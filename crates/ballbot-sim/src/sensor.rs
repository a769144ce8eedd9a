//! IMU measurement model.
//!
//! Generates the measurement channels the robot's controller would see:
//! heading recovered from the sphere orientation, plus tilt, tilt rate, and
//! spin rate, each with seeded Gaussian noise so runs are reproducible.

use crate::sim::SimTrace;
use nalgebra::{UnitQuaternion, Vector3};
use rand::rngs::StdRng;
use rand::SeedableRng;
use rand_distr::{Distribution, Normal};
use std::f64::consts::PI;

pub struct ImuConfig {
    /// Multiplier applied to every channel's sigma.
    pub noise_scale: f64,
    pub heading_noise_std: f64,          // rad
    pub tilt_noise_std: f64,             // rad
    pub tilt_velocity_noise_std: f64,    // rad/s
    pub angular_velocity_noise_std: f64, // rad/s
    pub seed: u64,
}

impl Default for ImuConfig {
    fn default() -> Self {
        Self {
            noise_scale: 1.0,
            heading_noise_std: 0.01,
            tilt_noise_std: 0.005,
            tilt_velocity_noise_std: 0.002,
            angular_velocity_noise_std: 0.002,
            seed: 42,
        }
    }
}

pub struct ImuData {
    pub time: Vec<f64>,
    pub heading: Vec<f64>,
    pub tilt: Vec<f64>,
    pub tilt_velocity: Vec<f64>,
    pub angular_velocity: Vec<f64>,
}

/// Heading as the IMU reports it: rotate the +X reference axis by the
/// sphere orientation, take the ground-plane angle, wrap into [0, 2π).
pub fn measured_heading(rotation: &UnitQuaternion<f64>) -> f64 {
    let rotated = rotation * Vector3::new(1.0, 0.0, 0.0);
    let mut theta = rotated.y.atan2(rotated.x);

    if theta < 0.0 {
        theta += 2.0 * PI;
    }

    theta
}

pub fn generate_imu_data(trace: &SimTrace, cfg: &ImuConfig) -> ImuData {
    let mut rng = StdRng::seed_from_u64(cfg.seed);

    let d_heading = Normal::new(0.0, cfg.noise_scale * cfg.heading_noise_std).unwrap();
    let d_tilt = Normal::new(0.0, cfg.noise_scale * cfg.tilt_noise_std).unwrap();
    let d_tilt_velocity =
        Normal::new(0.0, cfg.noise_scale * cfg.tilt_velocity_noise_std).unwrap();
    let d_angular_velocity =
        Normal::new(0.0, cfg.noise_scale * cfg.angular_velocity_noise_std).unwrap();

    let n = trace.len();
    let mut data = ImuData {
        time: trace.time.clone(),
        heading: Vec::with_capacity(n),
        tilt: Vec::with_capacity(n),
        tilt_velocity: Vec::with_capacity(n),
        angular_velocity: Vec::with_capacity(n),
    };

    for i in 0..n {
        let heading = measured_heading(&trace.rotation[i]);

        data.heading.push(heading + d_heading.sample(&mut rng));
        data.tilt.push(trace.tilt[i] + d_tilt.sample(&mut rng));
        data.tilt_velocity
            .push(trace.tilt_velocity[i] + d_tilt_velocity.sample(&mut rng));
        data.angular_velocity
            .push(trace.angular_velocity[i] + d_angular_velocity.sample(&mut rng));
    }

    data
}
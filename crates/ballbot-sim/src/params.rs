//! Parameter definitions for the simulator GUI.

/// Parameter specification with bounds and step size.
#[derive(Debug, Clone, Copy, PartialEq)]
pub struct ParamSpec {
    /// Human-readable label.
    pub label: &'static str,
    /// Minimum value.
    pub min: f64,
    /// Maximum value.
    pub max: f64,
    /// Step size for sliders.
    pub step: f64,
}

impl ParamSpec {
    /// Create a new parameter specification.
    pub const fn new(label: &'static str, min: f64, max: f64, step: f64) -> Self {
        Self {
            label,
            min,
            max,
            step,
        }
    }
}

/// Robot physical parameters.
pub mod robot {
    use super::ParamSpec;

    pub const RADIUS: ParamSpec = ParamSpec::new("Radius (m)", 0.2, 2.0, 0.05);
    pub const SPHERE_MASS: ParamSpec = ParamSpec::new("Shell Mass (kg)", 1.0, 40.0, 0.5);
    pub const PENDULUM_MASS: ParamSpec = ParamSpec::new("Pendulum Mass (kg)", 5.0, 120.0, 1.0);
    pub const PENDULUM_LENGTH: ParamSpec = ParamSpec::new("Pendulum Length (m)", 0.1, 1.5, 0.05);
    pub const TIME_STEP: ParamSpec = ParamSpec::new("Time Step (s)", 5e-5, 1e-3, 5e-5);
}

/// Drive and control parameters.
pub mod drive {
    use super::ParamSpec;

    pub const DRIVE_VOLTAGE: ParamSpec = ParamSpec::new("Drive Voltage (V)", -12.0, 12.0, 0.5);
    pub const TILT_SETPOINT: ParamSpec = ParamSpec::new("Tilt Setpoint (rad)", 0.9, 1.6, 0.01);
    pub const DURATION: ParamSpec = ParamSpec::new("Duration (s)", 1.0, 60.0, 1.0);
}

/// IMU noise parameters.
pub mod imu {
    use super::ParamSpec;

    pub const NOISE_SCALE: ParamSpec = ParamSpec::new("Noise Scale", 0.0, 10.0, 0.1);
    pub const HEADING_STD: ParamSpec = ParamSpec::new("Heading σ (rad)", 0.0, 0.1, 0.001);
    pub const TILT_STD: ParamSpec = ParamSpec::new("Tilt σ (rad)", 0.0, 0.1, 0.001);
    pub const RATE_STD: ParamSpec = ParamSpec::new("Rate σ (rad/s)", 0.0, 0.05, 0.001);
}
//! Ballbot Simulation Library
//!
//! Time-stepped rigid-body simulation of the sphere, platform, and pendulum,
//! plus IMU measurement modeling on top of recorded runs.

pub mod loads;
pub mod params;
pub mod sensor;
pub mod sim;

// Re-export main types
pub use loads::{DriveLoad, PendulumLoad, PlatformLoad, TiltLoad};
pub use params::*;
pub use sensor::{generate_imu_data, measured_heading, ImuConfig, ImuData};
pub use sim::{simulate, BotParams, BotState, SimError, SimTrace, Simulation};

------------------------

TASK REQUIREMENTS: Every line above that holds the string "measurement" should be returned.

ANSWER BELOW:
//! IMU measurement model.
//! Generates the measurement channels the robot's controller would see:
//! plus IMU measurement modeling on top of recorded runs.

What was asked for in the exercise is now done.